Court's message to get rich-quick scam victims: Get a job

The magistrate stressed that the law was increasingly being called upon to defend imbeciles

(File Photo)
(File Photo)

A magistrate had strong words for people who have fallen for get rich quick scams as he denied bail to a woman accused of fleecing seven families out of some €105,000 in a scam involving detergent sales.

Childcare worker Tania Borg, 35, was charged by Inspector Anna Marie Xuereb and Elton Taliana with seven counts of fraud of over €5,000 each, misappropriation and falsification of documents, knowingly making use of falsified documents, relapsing and committing an offence during the operative period of a suspended sentence.

Xuereb told Magistrate Joe Mifsud how the police had been informed by a report from a one victim who had invested €30,000 and had been promised weekly returns. The victim went to the police after only receiving an iPhone for their trouble. Another couple, who Borg used to care for, were also fleeced out of €35,000.

Another woman, a nurse, had invested €30,000 with Borg which went up in smoke, the court was told.

The woman's final victim was coaxed into investing and had also convinced her family to join her. Her father had invested a life policy, worth over €100,000, which he had taken out for his children. This, too, was lost.

Borg pleaded not guilty to the charges. Her lawyer, Franco Debono, asked for bail.
“I understand the charges are what they are, but she is paying back the money. She has three children. Bail is in everybody’s interest as she would be able to work,” argued the lawyer.

Inspector Taliana said the victims had already given her time to pay them back and all she gave them were empty promises. The investigation is still ongoing and the risk to police witnesses of being suborned is real, he said, arguing that bail should be withheld at this stage.

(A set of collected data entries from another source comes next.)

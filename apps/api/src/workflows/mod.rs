//! The four resume workflows, each a graph over the engine.
//!
//! Every workflow module exposes its typed state, its update type, and a
//! `graph(...)` constructor. Nodes talk to the model through `Prompter`, which
//! owns the structured-output re-ask loop.

pub mod doctor;
pub mod formatter;
pub mod interview;
pub mod screener;

use std::collections::BTreeMap;
use std::sync::Arc;

use tracing::warn;

use crate::engine::NodeError;
use crate::llm_client::{ChatModel, Message};
use crate::structured::ParseError;

/// Interview questions grouped by category.
pub type QuestionBank = BTreeMap<String, Vec<String>>;

/// Model handle shared by the nodes of one workflow.
#[derive(Clone)]
pub struct Prompter {
    model: Arc<dyn ChatModel>,
    parse_retries: u32,
}

impl Prompter {
    pub fn new(model: Arc<dyn ChatModel>, parse_retries: u32) -> Self {
        Self {
            model,
            parse_retries,
        }
    }

    /// One completion, returned verbatim.
    pub async fn text(&self, messages: &[Message]) -> Result<String, NodeError> {
        Ok(self.model.invoke(messages).await?.content)
    }

    /// Sends `messages` and parses the reply with `parse`. An unparseable
    /// reply re-issues the same request up to `parse_retries` more times; the
    /// last parse error is returned once attempts run out.
    pub async fn structured<T, F>(&self, messages: &[Message], parse: F) -> Result<T, NodeError>
    where
        F: Fn(&str) -> Result<T, ParseError> + Send + Sync,
        T: Send,
    {
        let attempts = self.parse_retries + 1;
        let mut attempt = 1;

        loop {
            let reply = self.text(messages).await?;
            match parse(&reply) {
                Ok(value) => return Ok(value),
                Err(e) if attempt < attempts => {
                    warn!(
                        "Structured output attempt {}/{} unparseable: {}; re-asking",
                        attempt, attempts, e
                    );
                    attempt += 1;
                }
                Err(e) => return Err(NodeError::Parse(e)),
            }
        }
    }
}

/// Text of the most recent message, if any.
pub(crate) fn last_content(messages: &[Message]) -> Option<&str> {
    messages.last().map(|m| m.content.as_str())
}

/// Renders a question bank one category per block for a prompt.
pub(crate) fn render_question_bank(bank: &QuestionBank) -> String {
    let mut out = String::new();
    for (category, questions) in bank {
        out.push_str("### ");
        out.push_str(category);
        out.push('\n');
        for question in questions {
            out.push_str("- ");
            out.push_str(question);
            out.push('\n');
        }
        out.push('\n');
    }
    out.trim_end().to_string()
}
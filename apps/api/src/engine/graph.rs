//! Graph builder and compiled graph.
//!
//! `GraphBuilder` collects nodes, edges and interrupt points; `build` validates
//! every reference and produces an immutable `CompiledGraph` that the executor
//! walks one node at a time.

use std::collections::{HashMap, HashSet};
use std::fmt::Debug;
use std::sync::Arc;

use super::error::{EngineError, GraphDefinitionError};
use super::node::{Node, NodeKind};
use super::state::WorkflowState;

/// Terminal marker. Routing to it ends the run.
pub const END: &str = "__end__";

/// Named outcomes of one router. `ALL` lists every variant so `build` can
/// reject a mapping that leaves one without a destination.
pub trait Outcome: Copy + Eq + Debug + Send + Sync + 'static {
    const ALL: &'static [Self];
}

type RouteFn<S> = Arc<dyn Fn(&S) -> Option<usize> + Send + Sync>;

struct Branch<S> {
    route: RouteFn<S>,
    /// Indexed like `Outcome::ALL`.
    labels: Vec<String>,
    targets: Vec<String>,
}

impl<S> Clone for Branch<S> {
    fn clone(&self) -> Self {
        Self {
            route: Arc::clone(&self.route),
            labels: self.labels.clone(),
            targets: self.targets.clone(),
        }
    }
}

struct PendingBranch<S> {
    from: String,
    route: RouteFn<S>,
    outcomes: Vec<(String, Option<String>)>,
}

// ────────────────────────────────────────────────────────────────────────────
// Builder
// ────────────────────────────────────────────────────────────────────────────

pub struct GraphBuilder<S: WorkflowState> {
    name: String,
    nodes: HashMap<String, NodeKind<S>>,
    order: Vec<String>,
    edges: Vec<(String, String)>,
    branches: Vec<PendingBranch<S>>,
    entry: Option<String>,
    interrupt_before: Vec<String>,
    interrupt_after: Vec<String>,
    errors: Vec<GraphDefinitionError>,
}

impl<S: WorkflowState> GraphBuilder<S> {
    pub fn new(name: impl Into<String>) -> Self {
        Self {
            name: name.into(),
            nodes: HashMap::new(),
            order: Vec::new(),
            edges: Vec::new(),
            branches: Vec::new(),
            entry: None,
            interrupt_before: Vec::new(),
            interrupt_after: Vec::new(),
            errors: Vec::new(),
        }
    }

    /// Adds a task node.
    pub fn node(self, name: impl Into<String>, node: impl Node<S> + 'static) -> Self {
        self.add(name.into(), NodeKind::Task(Arc::new(node)))
    }

    /// Adds a gate: a no-op node that only exists to carry outgoing edges.
    pub fn gate(self, name: impl Into<String>) -> Self {
        self.add(name.into(), NodeKind::Gate)
    }

    fn add(mut self, name: String, kind: NodeKind<S>) -> Self {
        if self.nodes.contains_key(&name) {
            self.errors.push(GraphDefinitionError::DuplicateNode(name));
            return self;
        }
        self.order.push(name.clone());
        self.nodes.insert(name, kind);
        self
    }

    pub fn entry(mut self, name: impl Into<String>) -> Self {
        self.entry = Some(name.into());
        self
    }

    /// Unconditional edge. `to` may be `END`.
    pub fn edge(mut self, from: impl Into<String>, to: impl Into<String>) -> Self {
        self.edges.push((from.into(), to.into()));
        self
    }

    /// Conditional edge: `router` picks an outcome, `mapping` resolves it to a
    /// node name or `END`.
    pub fn conditional_edges<O, I, T>(mut self, from: impl Into<String>, router: fn(&S) -> O, mapping: I) -> Self
    where
        O: Outcome,
        I: IntoIterator<Item = (O, T)>,
        T: Into<String>,
    {
        let mapping: Vec<(O, String)> = mapping.into_iter().map(|(o, t)| (o, t.into())).collect();

        let outcomes = O::ALL
            .iter()
            .map(|outcome| {
                let target = mapping
                    .iter()
                    .find(|(o, _)| o == outcome)
                    .map(|(_, t)| t.clone());
                (format!("{outcome:?}"), target)
            })
            .collect();

        let route: RouteFn<S> = Arc::new(move |state: &S| {
            let picked = router(state);
            O::ALL.iter().position(|o| *o == picked)
        });

        self.branches.push(PendingBranch {
            from: from.into(),
            route,
            outcomes,
        });
        self
    }

    /// Suspend before these nodes run.
    pub fn interrupt_before<I, T>(mut self, nodes: I) -> Self
    where
        I: IntoIterator<Item = T>,
        T: Into<String>,
    {
        self.interrupt_before.extend(nodes.into_iter().map(Into::into));
        self
    }

    /// Suspend after these nodes run.
    pub fn interrupt_after<I, T>(mut self, nodes: I) -> Self
    where
        I: IntoIterator<Item = T>,
        T: Into<String>,
    {
        self.interrupt_after.extend(nodes.into_iter().map(Into::into));
        self
    }

    /// Validates every reference and freezes the graph.
    pub fn build(mut self) -> Result<CompiledGraph<S>, GraphDefinitionError> {
        if !self.errors.is_empty() {
            return Err(self.errors.remove(0));
        }

        let entry = self
            .entry
            .ok_or_else(|| GraphDefinitionError::MissingEntry(self.name.clone()))?;
        if !self.nodes.contains_key(&entry) {
            return Err(GraphDefinitionError::UnknownEntry(entry));
        }

        let declared = |name: &str| name == END || self.nodes.contains_key(name);

        let mut edges: HashMap<String, Vec<String>> = HashMap::new();
        for (from, to) in self.edges {
            if !self.nodes.contains_key(&from) {
                return Err(GraphDefinitionError::UnknownSource(from));
            }
            if !declared(&to) {
                return Err(GraphDefinitionError::DanglingEdge { from, to });
            }
            let targets = edges.entry(from).or_default();
            if !targets.contains(&to) {
                targets.push(to);
            }
        }

        let mut branches: HashMap<String, Vec<Branch<S>>> = HashMap::new();
        for pending in self.branches {
            if !self.nodes.contains_key(&pending.from) {
                return Err(GraphDefinitionError::UnknownSource(pending.from));
            }
            let mut labels = Vec::with_capacity(pending.outcomes.len());
            let mut targets = Vec::with_capacity(pending.outcomes.len());
            for (label, target) in pending.outcomes {
                let target = target.ok_or_else(|| GraphDefinitionError::UnmappedOutcome {
                    from: pending.from.clone(),
                    outcome: label.clone(),
                })?;
                if !declared(&target) {
                    return Err(GraphDefinitionError::DanglingEdge {
                        from: pending.from.clone(),
                        to: target,
                    });
                }
                labels.push(label);
                targets.push(target);
            }
            branches.entry(pending.from).or_default().push(Branch {
                route: pending.route,
                labels,
                targets,
            });
        }

        for name in self.interrupt_before.iter().chain(&self.interrupt_after) {
            if !self.nodes.contains_key(name) {
                return Err(GraphDefinitionError::UnknownInterrupt(name.clone()));
            }
        }

        Ok(CompiledGraph {
            name: self.name,
            nodes: self.nodes,
            order: self.order,
            edges,
            branches,
            entry,
            interrupt_before: self.interrupt_before.into_iter().collect(),
            interrupt_after: self.interrupt_after.into_iter().collect(),
        })
    }
}

// ────────────────────────────────────────────────────────────────────────────
// Compiled graph
// ────────────────────────────────────────────────────────────────────────────

/// Immutable, validated graph. Built once per workflow type and shared by
/// every thread of that workflow.
pub struct CompiledGraph<S: WorkflowState> {
    name: String,
    nodes: HashMap<String, NodeKind<S>>,
    order: Vec<String>,
    edges: HashMap<String, Vec<String>>,
    branches: HashMap<String, Vec<Branch<S>>>,
    entry: String,
    interrupt_before: HashSet<String>,
    interrupt_after: HashSet<String>,
}

impl<S: WorkflowState> CompiledGraph<S> {
    pub fn name(&self) -> &str {
        &self.name
    }

    pub fn entry(&self) -> &str {
        &self.entry
    }

    /// Declared node names, in declaration order.
    pub fn node_names(&self) -> &[String] {
        &self.order
    }

    pub fn node(&self, name: &str) -> Option<&NodeKind<S>> {
        self.nodes.get(name)
    }

    pub fn contains(&self, name: &str) -> bool {
        self.nodes.contains_key(name)
    }

    pub fn interrupts_before(&self, name: &str) -> bool {
        self.interrupt_before.contains(name)
    }

    pub fn interrupts_after(&self, name: &str) -> bool {
        self.interrupt_after.contains(name)
    }

    /// Where execution goes after `node`, evaluated against `state`.
    ///
    /// Static targets come first in declaration order, then router picks.
    /// `END` appears in the result when a route terminates.
    pub fn successors(&self, node: &str, state: &S) -> Result<Vec<String>, EngineError> {
        let mut next: Vec<String> = self.edges.get(node).cloned().unwrap_or_default();

        for branch in self.branches.get(node).into_iter().flatten() {
            let idx = (branch.route)(state).ok_or_else(|| EngineError::Unroutable {
                node: node.to_string(),
            })?;
            let target = &branch.targets[idx];
            tracing::debug!(
                "Router on '{}' chose {} -> {}",
                node,
                branch.labels[idx],
                target
            );
            if !next.contains(target) {
                next.push(target.clone());
            }
        }

        Ok(next)
    }
}

impl<S: WorkflowState> std::fmt::Debug for CompiledGraph<S> {
    fn fmt(&self, f: &mut std::fmt::Formatter<'_>) -> std::fmt::Result {
        f.debug_struct("CompiledGraph")
            .field("name", &self.name)
            .field("entry", &self.entry)
            .field("nodes", &self.order)
            .field("edges", &self.edges)
            .field("conditional_sources", &self.branches.keys().collect::<Vec<_>>())
            .finish()
    }
}

#[cfg(test)]
mod tests {
    use super::*;
    use crate::engine::testing::{Counter, Increment, Parity};

    fn parity_router(state: &Counter) -> Parity {
        if state.count % 2 == 0 {
            Parity::Even
        } else {
            Parity::Odd
        }
    }

    #[test]
    fn test_build_basic_graph() {
        let graph = GraphBuilder::<Counter>::new("basic")
            .node("start", Increment)
            .gate("check")
            .entry("start")
            .edge("start", "check")
            .edge("check", END)
            .build()
            .unwrap();

        assert_eq!(graph.name(), "basic");
        assert_eq!(graph.entry(), "start");
        assert_eq!(graph.node_names(), ["start", "check"]);
        assert!(graph.node("check").unwrap().is_gate());
    }

    #[test]
    fn test_missing_entry_fails() {
        let result = GraphBuilder::<Counter>::new("g").node("a", Increment).build();
        assert_eq!(
            result.unwrap_err(),
            GraphDefinitionError::MissingEntry("g".to_string())
        );
    }

    #[test]
    fn test_unknown_entry_fails() {
        let result = GraphBuilder::<Counter>::new("g")
            .node("a", Increment)
            .entry("b")
            .build();
        assert_eq!(
            result.unwrap_err(),
            GraphDefinitionError::UnknownEntry("b".to_string())
        );
    }

    #[test]
    fn test_dangling_edge_fails() {
        let result = GraphBuilder::<Counter>::new("g")
            .node("a", Increment)
            .entry("a")
            .edge("a", "missing")
            .build();
        assert_eq!(
            result.unwrap_err(),
            GraphDefinitionError::DanglingEdge {
                from: "a".to_string(),
                to: "missing".to_string()
            }
        );
    }

    #[test]
    fn test_edge_from_undeclared_node_fails() {
        let result = GraphBuilder::<Counter>::new("g")
            .node("a", Increment)
            .entry("a")
            .edge("ghost", "a")
            .build();
        assert_eq!(
            result.unwrap_err(),
            GraphDefinitionError::UnknownSource("ghost".to_string())
        );
    }

    #[test]
    fn test_router_target_must_be_declared() {
        let result = GraphBuilder::<Counter>::new("g")
            .node("a", Increment)
            .entry("a")
            .conditional_edges("a", parity_router, [(Parity::Even, END), (Parity::Odd, "nowhere")])
            .build();
        assert_eq!(
            result.unwrap_err(),
            GraphDefinitionError::DanglingEdge {
                from: "a".to_string(),
                to: "nowhere".to_string()
            }
        );
    }

    #[test]
    fn test_unmapped_outcome_fails() {
        let result = GraphBuilder::<Counter>::new("g")
            .node("a", Increment)
            .entry("a")
            .conditional_edges("a", parity_router, [(Parity::Even, END)])
            .build();
        assert_eq!(
            result.unwrap_err(),
            GraphDefinitionError::UnmappedOutcome {
                from: "a".to_string(),
                outcome: "Odd".to_string()
            }
        );
    }

    #[test]
    fn test_unknown_interrupt_fails() {
        let result = GraphBuilder::<Counter>::new("g")
            .node("a", Increment)
            .entry("a")
            .interrupt_after(["b"])
            .build();
        assert_eq!(
            result.unwrap_err(),
            GraphDefinitionError::UnknownInterrupt("b".to_string())
        );
    }

    #[test]
    fn test_duplicate_node_fails() {
        let result = GraphBuilder::<Counter>::new("g")
            .node("a", Increment)
            .gate("a")
            .entry("a")
            .build();
        assert_eq!(
            result.unwrap_err(),
            GraphDefinitionError::DuplicateNode("a".to_string())
        );
    }

    #[test]
    fn test_duplicate_edges_collapse() {
        let graph = GraphBuilder::<Counter>::new("g")
            .node("a", Increment)
            .node("b", Increment)
            .entry("a")
            .edge("a", "b")
            .edge("a", "b")
            .build()
            .unwrap();

        let next = graph.successors("a", &Counter::default()).unwrap();
        assert_eq!(next, vec!["b".to_string()]);
    }

    #[test]
    fn test_successors_follow_router() {
        let graph = GraphBuilder::<Counter>::new("g")
            .node("a", Increment)
            .node("odd", Increment)
            .entry("a")
            .conditional_edges("a", parity_router, [(Parity::Even, END), (Parity::Odd, "odd")])
            .build()
            .unwrap();

        let even = Counter { count: 2, ..Default::default() };
        let odd = Counter { count: 3, ..Default::default() };
        assert_eq!(graph.successors("a", &even).unwrap(), vec![END.to_string()]);
        assert_eq!(graph.successors("a", &odd).unwrap(), vec!["odd".to_string()]);
    }

    #[test]
    fn test_node_without_edges_has_no_successors() {
        let graph = GraphBuilder::<Counter>::new("g")
            .node("a", Increment)
            .entry("a")
            .build()
            .unwrap();
        assert!(graph.successors("a", &Counter::default()).unwrap().is_empty());
    }
}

The court noted that authorities were dealing with an increasing number of similar cases, to the point that the staff at the Economic Crimes Unit needed to be beefed up.

The court, without delving into the merits of the case, said it felt that it must appeal to society that “to make money, go to work or invest in serious institutions that truly leave returns and not enter into risks to make a quick buck and accept the bait of a person fishing for their money.”

“You must be an imbecile to invest in these scams. The law ends up defending imbeciles,” protested the magistrate. “ I want to tell these people to be careful and not come to us after getting bitten.”

Bail was denied.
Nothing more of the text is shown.